### What you need to do
Identify all lines below that hold "MediaQueryList" and collect them.

___

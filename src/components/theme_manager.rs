//! Applies the resolved theme to the document and keeps it current.
//!
//! Subscribes to the OS color-scheme media query and to cross-tab `storage`
//! events; both feed `ThemeService`, and any resulting change is applied to
//! `<html>`, `<meta name="theme-color">`, and broadcast as `themechange`.

use std::cell::RefCell;
use std::rc::Rc;

use wasm_bindgen::JsCast;
use web_sys::{CustomEvent, CustomEventInit, HtmlMetaElement, MediaQueryList, StorageEvent};

use crate::config::{DARK_SCHEME_QUERY, THEME_ATTRIBUTE, THEME_CHANGE_EVENT};
use crate::env::{ColorSchemeSignal, PreferenceStore};
use crate::error::BehaviorError;
use crate::state::theme::{Theme, ThemeChange, ThemeMode, ThemeService};
use crate::util::dom;
use crate::util::listener::Listener;
use crate::util::storage::open_preferences;

/// `(prefers-color-scheme: dark)`; reports light when media queries are unavailable.
#[derive(Clone)]
pub struct MediaScheme(Option<MediaQueryList>);

impl MediaScheme {
    fn open() -> Self {
        let query = dom::window().ok().and_then(|w| w.match_media(DARK_SCHEME_QUERY).ok().flatten());
        Self(query)
    }
}

impl ColorSchemeSignal for MediaScheme {
    fn prefers_dark(&self) -> bool {
        self.0.as_ref().is_some_and(MediaQueryList::matches)
    }
}

type Service = ThemeService<Rc<dyn PreferenceStore>, MediaScheme>;

pub struct ThemeManager {
    service: Rc<RefCell<Service>>,
    listeners: Vec<Listener>,
}

impl ThemeManager {
    /// Resolve, apply, and subscribe.
    pub fn init() -> Self {
        let scheme = MediaScheme::open();
        let service = Rc::new(RefCell::new(ThemeService::new(open_preferences(), scheme.clone())));
        apply(service.borrow().current());

        let mut listeners = Vec::new();
        if let Some(query) = &scheme.0 {
            let svc = Rc::clone(&service);
            match Listener::new(query, "change", move |_| {
                let change = svc.borrow().on_system_change();
                if let Some(change) = change {
                    apply(change);
                }
            }) {
                Ok(listener) => listeners.push(listener),
                Err(err) => log::warn!("theme: {err}"),
            }
        }
        if let Ok(window) = dom::window() {
            let svc = Rc::clone(&service);
            match Listener::new(&window, "storage", move |event| {
                let Some(event) = event.dyn_ref::<StorageEvent>() else {
                    return;
                };
                let change = svc.borrow_mut().on_storage_change(event.key().as_deref(), event.new_value().as_deref());
                if let Some(change) = change {
                    apply(change);
                }
            }) {
                Ok(listener) => listeners.push(listener),
                Err(err) => log::warn!("theme: {err}"),
            }
        }
        log::debug!("theme: mounted in {} mode", service.borrow().mode());
        Self { service, listeners }
    }

    /// Detach every subscription.
    pub fn teardown(&mut self) {
        for listener in &mut self.listeners {
            listener.detach();
        }
        self.listeners.clear();
    }

    /// # Errors
    ///
    /// Returns `BehaviorError::UnknownThemeMode` for anything but `auto`, `light`, `dark`.
    pub fn set_theme(&self, mode: &str) -> Result<ThemeChange, BehaviorError> {
        let change = self.service.borrow_mut().set_mode_str(mode)?;
        apply(change);
        Ok(change)
    }

    pub fn cycle(&self) -> ThemeChange {
        let change = self.service.borrow_mut().cycle();
        apply(change);
        change
    }

    pub fn mode(&self) -> ThemeMode {
        self.service.borrow().mode()
    }

    pub fn effective(&self) -> Theme {
        self.service.borrow().effective()
    }

    pub fn system_theme(&self) -> Theme {
        self.service.borrow().system_theme()
    }
}

/// Write `change` to the document and notify listeners.
fn apply(change: ThemeChange) {
    let Ok(doc) = dom::document() else {
        return;
    };
    if let Some(root) = doc.document_element() {
        match change.theme {
            Theme::Dark => dom::set_attr(&root, THEME_ATTRIBUTE, "dark"),
            Theme::Light => dom::remove_attr(&root, THEME_ATTRIBUTE),
        }
    }
    if let Err(err) = update_meta_color(&doc, change.theme) {
        log::debug!("theme: {err}");
    }
    if let Err(err) = broadcast(change) {
        log::warn!("theme: {err}");
    }
    log::debug!("theme changed: {}", change.to_json());
}

fn update_meta_color(doc: &web_sys::Document, theme: Theme) -> Result<(), BehaviorError> {
    let existing = doc
        .query_selector(r#"meta[name="theme-color"]"#)
        .map_err(|err| BehaviorError::js(&err))?
        .and_then(|el| el.dyn_into::<HtmlMetaElement>().ok());
    let meta = match existing {
        Some(meta) => meta,
        None => {
            let meta: HtmlMetaElement = doc
                .create_element("meta")
                .map_err(|err| BehaviorError::js(&err))?
                .dyn_into()
                .map_err(|err| BehaviorError::js(&err))?;
            meta.set_name("theme-color");
            let head = doc.head().ok_or_else(|| BehaviorError::MissingElement("head".into()))?;
            head.append_child(&meta).map_err(|err| BehaviorError::js(&err))?;
            meta
        }
    };
    meta.set_content(theme.meta_color());
    Ok(())
}

fn broadcast(change: ThemeChange) -> Result<(), BehaviorError> {
    let detail = js_sys::JSON::parse(&change.to_json()).map_err(|err| BehaviorError::js(&err))?;
    let init = CustomEventInit::new();
    init.set_detail(&detail);
    let event = CustomEvent::new_with_event_init_dict(THEME_CHANGE_EVENT, &init).map_err(|err| BehaviorError::js(&err))?;
    dom::window()?.dispatch_event(&event).map_err(|err| BehaviorError::js(&err))?;
    Ok(())
}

___

### Solved problem
use web_sys::{CustomEvent, CustomEventInit, HtmlMetaElement, MediaQueryList, StorageEvent};
pub struct MediaScheme(Option<MediaQueryList>);
        self.0.as_ref().is_some_and(MediaQueryList::matches)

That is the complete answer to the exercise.